• **Prompt**
If a line below contains the word "source", count it; give only the total.

++++++++++++++++++++

mod error;
mod types;

pub use error::{Error, Result};
pub use types::{
	Cache, Channel, Config, ContentField, ContentType, FieldKind, Memory, Normalizer, Postgres,
	Query, Security, Service, Storage, StorageBackend,
};

use std::{collections::HashSet, fs, path::Path};

pub fn load(path: &Path) -> Result<Config> {
	let raw = fs::read_to_string(path)
		.map_err(|err| Error::ReadConfig { path: path.to_path_buf(), source: err })?;

	parse(&raw).map_err(|err| match err {
		Error::ParseConfig { source, .. } =>
			Error::ParseConfig { path: path.to_path_buf(), source },
		other => other,
	})
}

pub fn parse(raw: &str) -> Result<Config> {
	let mut cfg: Config = toml::from_str(raw)
		.map_err(|err| Error::ParseConfig { path: Default::default(), source: err })?;

	normalize(&mut cfg);

	validate(&cfg)?;

	Ok(cfg)
}

pub fn validate(cfg: &Config) -> Result<()> {
	if cfg.service.http_bind.trim().is_empty() {
		return Err(Error::Validation {
			message: "service.http_bind must be non-empty.".to_string(),
		});
	}
	if cfg.service.admin_bind.trim().is_empty() {
		return Err(Error::Validation {
			message: "service.admin_bind must be non-empty.".to_string(),
		});
	}

	match cfg.storage.backend {
		StorageBackend::Postgres => {
			let Some(postgres) = cfg.storage.postgres.as_ref() else {
				return Err(Error::Validation {
					message: "storage.postgres is required when storage.backend is postgres."
						.to_string(),
				});
			};

			if postgres.dsn.trim().is_empty() {
				return Err(Error::Validation {
					message: "storage.postgres.dsn must be non-empty.".to_string(),
				});
			}
			if postgres.pool_max_conns == 0 {
				return Err(Error::Validation {
					message: "storage.postgres.pool_max_conns must be greater than zero."
						.to_string(),
				});
			}
		},
		StorageBackend::Memory => {},
	}

	if cfg.channel.name.trim().is_empty() {
		return Err(Error::Validation { message: "channel.name must be non-empty.".to_string() });
	}
	if cfg.channel.default_language.trim().is_empty() {
		return Err(Error::Validation {
			message: "channel.default_language must be non-empty.".to_string(),
		});
	}
	if !cfg.channel.root_path.starts_with('/') {
		return Err(Error::Validation {
			message: "channel.root_path must start with '/'.".to_string(),
		});
	}
	if cfg.query.deadline_ms == 0 {
		return Err(Error::Validation {
			message: "query.deadline_ms must be greater than zero.".to_string(),
		});
	}
	if cfg.cache.enabled {
		if cfg.cache.ttl_secs == 0 {
			return Err(Error::Validation {
				message: "cache.ttl_secs must be greater than zero when the cache is enabled."
					.to_string(),
			});
		}
		if cfg.cache.max_entries == 0 {
			return Err(Error::Validation {
				message: "cache.max_entries must be greater than zero when the cache is enabled."
					.to_string(),
			});
		}
	}
	if cfg.security.enforce_api_key && cfg.security.api_key.is_none() {
		return Err(Error::Validation {
			message: "security.api_key must be set when security.enforce_api_key is true."
				.to_string(),
		});
	}

	let mut seen = HashSet::new();

	for content_type in &cfg.content_types {
		if content_type.name.trim().is_empty() {
			return Err(Error::Validation {
				message: "content_types.name must be non-empty.".to_string(),
			});
		}
		if !seen.insert(content_type.name.to_ascii_lowercase()) {
			return Err(Error::DuplicateContentType { name: content_type.name.clone() });
		}

		let mut field_names = HashSet::new();

		for field in &content_type.fields {
			if field.name.trim().is_empty() {
				return Err(Error::Validation {
					message: format!(
						"content_types.{}.fields.name must be non-empty.",
						content_type.name
					),
				});
			}
			if !field_names.insert(field.name.as_str()) {
				return Err(Error::Validation {
					message: format!(
						"content_types.{}.fields declares {:?} more than once.",
						content_type.name, field.name
					),
				});
			}
		}
	}

	Ok(())
}

fn normalize(cfg: &mut Config) {
	if cfg.security.api_key.as_deref().map(|key| key.trim().is_empty()).unwrap_or(false) {
		cfg.security.api_key = None;
	}
	if cfg
		.storage
		.memory
		.seed_path
		.as_deref()
		.map(|path| path.as_os_str().is_empty())
		.unwrap_or(false)
	{
		cfg.storage.memory.seed_path = None;
	}

	let root = cfg.channel.root_path.trim().trim_end_matches('/');

	cfg.channel.root_path = if root.is_empty() { "/".to_string() } else { root.to_string() };
	cfg.channel.default_language = cfg.channel.default_language.trim().to_string();
}
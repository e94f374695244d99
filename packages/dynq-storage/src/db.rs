use sqlx::{PgPool, postgres::PgPoolOptions};

use crate::{Result, schema};

pub struct Db {
	pub pool: PgPool,
}
impl Db {
	pub async fn connect(cfg: &dynq_config::Postgres) -> Result<Self> {
		let pool =
			PgPoolOptions::new().max_connections(cfg.pool_max_conns).connect(&cfg.dsn).await?;

		Ok(Self { pool })
	}

	pub async fn ensure_schema(&self) -> Result<()> {
		let lock_id: i64 = 7_120_115;
		// Advisory locks are held per connection. Use a single transaction so the lock is scoped to
		// one connection and automatically released when the transaction ends.
		let mut tx = self.pool.begin().await?;

		sqlx::query("SELECT pg_advisory_xact_lock($1)").bind(lock_id).execute(&mut *tx).await?;

		for statement in schema::statements(schema::render_schema()) {
			sqlx::query(statement).execute(&mut *tx).await?;
		}

		tx.commit().await?;

		Ok(())
	}
}
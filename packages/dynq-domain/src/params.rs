use serde::{Deserialize, Serialize};
use serde_json::{Map, Value};
use time::{OffsetDateTime, format_description::well_known::Rfc3339};

use crate::{QueryNote, is_field_name, record};

const FILTER_OPERATORS: [(&str, FilterOperator); 4] = [
	("=", FilterOperator::Equals),
	(">", FilterOperator::GreaterThan),
	("<", FilterOperator::LessThan),
	("Contains", FilterOperator::Contains),
];

#[derive(Clone, Copy, Debug, Default, PartialEq, Eq, Serialize, Deserialize)]
#[serde(rename_all = "snake_case")]
pub enum Direction {
	#[default]
	Ascending,
	Descending,
}
impl Direction {
	pub fn as_sql(self) -> &'static str {
		match self {
			Self::Ascending => "ASC",
			Self::Descending => "DESC",
		}
	}
}

#[derive(Clone, Debug, PartialEq, Eq, Serialize)]
pub struct OrderSpec {
	pub field: String,
	pub direction: Direction,
}

#[derive(Clone, Copy, Debug, PartialEq, Eq, Serialize)]
#[serde(rename_all = "snake_case")]
pub enum PredicateOp {
	Equals,
	Contains,
}

/// The comparison a caller asked for before it was narrowed to equality.
#[derive(Clone, Copy, Debug, PartialEq, Eq, Serialize)]
#[serde(rename_all = "snake_case")]
pub enum RangeComparison {
	GreaterThan,
	LessThan,
}

#[derive(Clone, Debug, PartialEq, Eq, Serialize)]
pub struct Predicate {
	pub field: String,
	pub op: PredicateOp,
	pub literal: String,
	#[serde(skip_serializing_if = "Option::is_none")]
	pub degraded_from: Option<RangeComparison>,
}
impl Predicate {
	pub fn equals(field: impl Into<String>, literal: impl Into<String>) -> Self {
		Self {
			field: field.into(),
			op: PredicateOp::Equals,
			literal: literal.into(),
			degraded_from: None,
		}
	}

	pub fn contains(field: impl Into<String>, literal: impl Into<String>) -> Self {
		Self {
			field: field.into(),
			op: PredicateOp::Contains,
			literal: literal.into(),
			degraded_from: None,
		}
	}

	/// Evaluates the predicate against a record's field bag.
	///
	/// Values are compared by their text rendering, the same way a JSON `->>` projection
	/// renders them. `Contains` is case-insensitive. Missing and null fields never match.
	pub fn matches(&self, fields: &Map<String, Value>) -> bool {
		let Some(text) = fields.get(&self.field).and_then(record::json_text) else {
			return false;
		};

		match self.op {
			PredicateOp::Equals => text == self.literal,
			PredicateOp::Contains => text.to_lowercase().contains(&self.literal.to_lowercase()),
		}
	}
}

#[derive(Clone, Copy, Debug)]
enum FilterOperator {
	Equals,
	GreaterThan,
	LessThan,
	Contains,
}

/// Parses `"<field> [ASC|DESC]"`.
///
/// Only a second token equal to `DESC` (any case) flips the direction.
pub fn parse_order(raw: &str, notes: &mut Vec<QueryNote>) -> Option<OrderSpec> {
	let mut tokens = raw.split_whitespace();
	let field = tokens.next()?;

	if !is_field_name(field) {
		tracing::warn!(order_by = raw, "Order expression ignored; field is not an identifier.");
		notes.push(QueryNote::new("order.invalid_field", raw));

		return None;
	}

	let direction = match tokens.next() {
		Some(token) if token.eq_ignore_ascii_case("desc") => Direction::Descending,
		_ => Direction::Ascending,
	};

	Some(OrderSpec { field: field.to_string(), direction })
}

/// Parses a single `field <op> literal` clause.
///
/// Operators are searched in the fixed order `=`, `>`, `<`, `Contains`; the first one found in
/// the input wins. `>` and `<` are accepted but produce an equality predicate on the raw literal.
/// Anything unparseable is dropped with a note and never reported as an error.
pub fn parse_filter(raw: &str, notes: &mut Vec<QueryNote>) -> Option<Predicate> {
	let raw = raw.trim();

	if raw.is_empty() {
		return None;
	}

	let Some((token, operator)) =
		FILTER_OPERATORS.iter().copied().find(|(token, _)| raw.contains(token))
	else {
		tracing::warn!(filter = raw, "Filter ignored; no supported operator found.");
		notes.push(QueryNote::new("filter.no_operator", raw));

		return None;
	};
	let parts = raw.split(token).collect::<Vec<_>>();
	let [field, literal] = parts.as_slice() else {
		tracing::debug!(filter = raw, parts = parts.len(), "Filter ignored; operand split failed.");
		notes.push(QueryNote::new("filter.split_count", raw));

		return None;
	};
	let field = field.trim();

	if !is_field_name(field) {
		tracing::warn!(filter = raw, "Filter ignored; field is not an identifier.");
		notes.push(QueryNote::new("filter.invalid_field", raw));

		return None;
	}

	let literal = strip_quotes(literal.trim());

	match operator {
		FilterOperator::Equals => Some(Predicate::equals(field, literal)),
		FilterOperator::Contains => Some(Predicate::contains(field, literal)),
		FilterOperator::GreaterThan | FilterOperator::LessThan => {
			let comparison = match operator {
				FilterOperator::GreaterThan => RangeComparison::GreaterThan,
				_ => RangeComparison::LessThan,
			};

			notes.push(QueryNote::new(
				"filter.range_as_equality",
				format!("{field} compared by equality to {literal:?} ({}).", literal_kind(literal)),
			));

			Some(Predicate {
				field: field.to_string(),
				op: PredicateOp::Equals,
				literal: literal.to_string(),
				degraded_from: Some(comparison),
			})
		},
	}
}

fn strip_quotes(raw: &str) -> &str {
	for quote in ['"', '\''] {
		if raw.len() >= 2
			&& let Some(inner) = raw.strip_prefix(quote).and_then(|rest| rest.strip_suffix(quote))
		{
			return inner;
		}
	}

	raw
}

fn literal_kind(literal: &str) -> &'static str {
	if literal.parse::<f64>().is_ok() {
		"numeric literal"
	} else if OffsetDateTime::parse(literal, &Rfc3339).is_ok() {
		"date literal"
	} else {
		"text literal"
	}
}
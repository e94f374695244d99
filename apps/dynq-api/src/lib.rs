pub mod routes;
pub mod state;

use std::{net::SocketAddr, path::PathBuf};

use clap::Parser;
use color_eyre::eyre;
use tokio::net::TcpListener;
use tracing_subscriber::EnvFilter;

use crate::state::AppState;

#[derive(Debug, Parser)]
#[command(
	version = dynq_cli::VERSION,
	rename_all = "kebab",
	styles = dynq_cli::styles(),
)]
pub struct Args {
	#[arg(long, short = 'c', value_name = "FILE")]
	pub config: PathBuf,
}

pub async fn run(args: Args) -> color_eyre::Result<()> {
	let config = dynq_config::load(&args.config)?;

	init_tracing(&config)?;

	let http_addr: SocketAddr = config.service.http_bind.parse()?;
	let admin_addr: SocketAddr = config.service.admin_bind.parse()?;

	if config.security.bind_localhost_only && !http_addr.ip().is_loopback() {
		return Err(eyre::eyre!(
			"http_bind must be a loopback address when bind_localhost_only is true."
		));
	}
	if !admin_addr.ip().is_loopback() {
		return Err(eyre::eyre!("admin_bind must be a loopback address."));
	}

	let state = AppState::new(config).await?;
	let app = routes::router(state.clone());
	let admin_app = routes::admin_router(state);
	let http_listener = TcpListener::bind(http_addr).await?;

	tracing::info!(%http_addr, "HTTP server listening.");

	let http_server = axum::serve(http_listener, app);
	let admin_listener = TcpListener::bind(admin_addr).await?;

	tracing::info!(%admin_addr, "Admin server listening.");

	let admin_server = axum::serve(admin_listener, admin_app);

	tokio::try_join!(http_server, admin_server)?;

	Ok(())
}

fn init_tracing(config: &dynq_config::Config) -> color_eyre::Result<()> {
	let filter =
		EnvFilter::try_new(&config.service.log_level).unwrap_or_else(|_| EnvFilter::new("info"));

	tracing_subscriber::fmt().with_env_filter(filter).init();

	Ok(())
}
use std::{
	cmp::Ordering,
	fs,
	path::Path,
	sync::{
		RwLock,
		atomic::{AtomicI64, Ordering as AtomicOrdering},
	},
};

use serde_json::Value;
use tokio_util::sync::CancellationToken;

use dynq_domain::{
	Direction, IdentityField, OrderSpec, PageIdentity, RawContentRecord, StructuredQuery,
	TreePath,
};

use crate::{Error, ExecutionOptions, Result, models::ContentItem};

#[derive(Clone, Debug)]
struct StoredItem {
	id: i64,
	item: ContentItem,
	/// Normalized tree path, level and parent id for pages.
	node: Option<(TreePath, i32, Option<i64>)>,
}
impl StoredItem {
	fn tree_path(&self) -> Option<&str> {
		self.node.as_ref().map(|(path, _, _)| path.as_str())
	}

	fn identity(&self) -> Option<PageIdentity> {
		let page = self.item.page.as_ref()?;
		let (path, level, parent_id) = self.node.as_ref()?;

		Some(PageIdentity {
			id: self.id,
			guid: self.item.guid,
			name: page.name.clone(),
			tree_path: path.to_string(),
			order: page.order,
			parent_id: *parent_id,
			level: Some(*level),
		})
	}

	fn sort_value(&self, field: &str) -> Option<Value> {
		match IdentityField::from_name(field) {
			Some(IdentityField::Id) => Some(Value::from(self.id)),
			Some(IdentityField::Guid) => Some(Value::String(self.item.guid.to_string())),
			Some(identity) => self.identity().and_then(|page| identity.value_of(&page)),
			None => self.item.fields.get(field).cloned(),
		}
	}

	fn to_record(&self) -> RawContentRecord {
		RawContentRecord {
			content_type: self.item.content_type.clone(),
			language: self.item.language.clone(),
			fields: self.item.fields.clone(),
			page: self.identity(),
		}
	}
}

/// An in-process content store with the same query semantics as the Postgres store.
#[derive(Debug)]
pub struct MemoryContentStore {
	items: RwLock<Vec<StoredItem>>,
	next_id: AtomicI64,
}
impl MemoryContentStore {
	/// Loads a JSON array of content items.
	pub fn from_seed_file(path: &Path) -> Result<Self> {
		let raw = fs::read_to_string(path)
			.map_err(|err| Error::Seed { path: path.to_path_buf(), message: err.to_string() })?;
		let items: Vec<ContentItem> = serde_json::from_str(&raw)
			.map_err(|err| Error::Seed { path: path.to_path_buf(), message: err.to_string() })?;
		let store = Self::default();

		for item in items {
			store.insert(item).map_err(|err| Error::Seed {
				path: path.to_path_buf(),
				message: err.to_string(),
			})?;
		}

		tracing::info!(path = %path.display(), items = store.len(), "Content seed loaded.");

		Ok(store)
	}

	/// Inserts an item, deriving its tree level and parent from the page path.
	pub fn insert(&self, item: ContentItem) -> Result<i64> {
		let mut items = self
			.items
			.write()
			.map_err(|_| Error::InvalidArgument("Content store lock is poisoned.".to_string()))?;
		let node = match item.page.as_ref() {
			Some(page) => {
				let path = TreePath::parse(&page.tree_path).ok_or_else(|| {
					Error::InvalidArgument(format!(
						"Page {} must not sit at the channel root.",
						item.guid
					))
				})?;
				let parent_id = path.parent().and_then(|parent| {
					items
						.iter()
						.find(|stored| {
							stored.item.channel == item.channel
								&& stored.item.language == item.language
								&& stored.tree_path() == Some(parent.as_str())
						})
						.map(|stored| stored.id)
				});
				let level = path.depth() as i32;

				Some((path, level, parent_id))
			},
			None => None,
		};
		let id = self.next_id.fetch_add(1, AtomicOrdering::Relaxed);

		items.push(StoredItem { id, item, node });

		Ok(id)
	}

	pub fn len(&self) -> usize {
		self.items.read().map(|items| items.len()).unwrap_or_default()
	}

	pub fn is_empty(&self) -> bool {
		self.len() == 0
	}

	pub fn run(
		&self,
		query: &StructuredQuery,
		options: &ExecutionOptions,
		cancel: &CancellationToken,
	) -> Result<Vec<RawContentRecord>> {
		if cancel.is_cancelled() {
			return Err(Error::Cancelled);
		}

		let items = self
			.items
			.read()
			.map_err(|_| Error::InvalidArgument("Content store lock is poisoned.".to_string()))?;
		let mut matched = items
			.iter()
			.filter(|stored| {
				let item = &stored.item;

				item.channel == options.channel
					&& item.language == query.language
					&& (options.preview || item.published)
					&& (options.include_secured || !item.secured)
					&& query
						.content_type
						.as_deref()
						.is_none_or(|content_type| {
							item.content_type.eq_ignore_ascii_case(content_type)
						})
					&& query.scope.matches(stored.tree_path())
					&& query.predicates.iter().all(|predicate| predicate.matches(&item.fields))
			})
			.collect::<Vec<_>>();

		match query.order.as_ref() {
			Some(order) => matched.sort_by(|left, right| compare_items(left, right, order)),
			None => matched.sort_by_key(|stored| stored.id),
		}

		let records =
			query.pagination.apply(matched).into_iter().map(StoredItem::to_record).collect();

		Ok(records)
	}
}
impl Default for MemoryContentStore {
	fn default() -> Self {
		Self { items: RwLock::new(Vec::new()), next_id: AtomicI64::new(1) }
	}
}

/// Missing values sort last in either direction; ties fall back to insertion order.
fn compare_items(left: &StoredItem, right: &StoredItem, order: &OrderSpec) -> Ordering {
	let ordering = match (left.sort_value(&order.field), right.sort_value(&order.field)) {
		(Some(left), Some(right)) => {
			let ordering = compare_json(&left, &right);

			match order.direction {
				Direction::Ascending => ordering,
				Direction::Descending => ordering.reverse(),
			}
		},
		(Some(_), None) => Ordering::Less,
		(None, Some(_)) => Ordering::Greater,
		(None, None) => Ordering::Equal,
	};

	ordering.then(left.id.cmp(&right.id))
}

/// Orders JSON values the way a `jsonb` btree does: null < string < number < bool < array < object.
fn compare_json(left: &Value, right: &Value) -> Ordering {
	match (left, right) {
		(Value::String(left), Value::String(right)) => left.cmp(right),
		(Value::Number(left), Value::Number(right)) => {
			let left = left.as_f64().unwrap_or_default();
			let right = right.as_f64().unwrap_or_default();

			left.total_cmp(&right)
		},
		(Value::Bool(left), Value::Bool(right)) => left.cmp(right),
		(Value::Array(_), Value::Array(_)) | (Value::Object(_), Value::Object(_)) =>
			left.to_string().cmp(&right.to_string()),
		_ => json_rank(left).cmp(&json_rank(right)),
	}
}

fn json_rank(value: &Value) -> u8 {
	match value {
		Value::Null => 0,
		Value::String(_) => 1,
		Value::Number(_) => 2,
		Value::Bool(_) => 3,
		Value::Array(_) => 4,
		Value::Object(_) => 5,
	}
}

++++++++++++++++++++

• **Reply**
4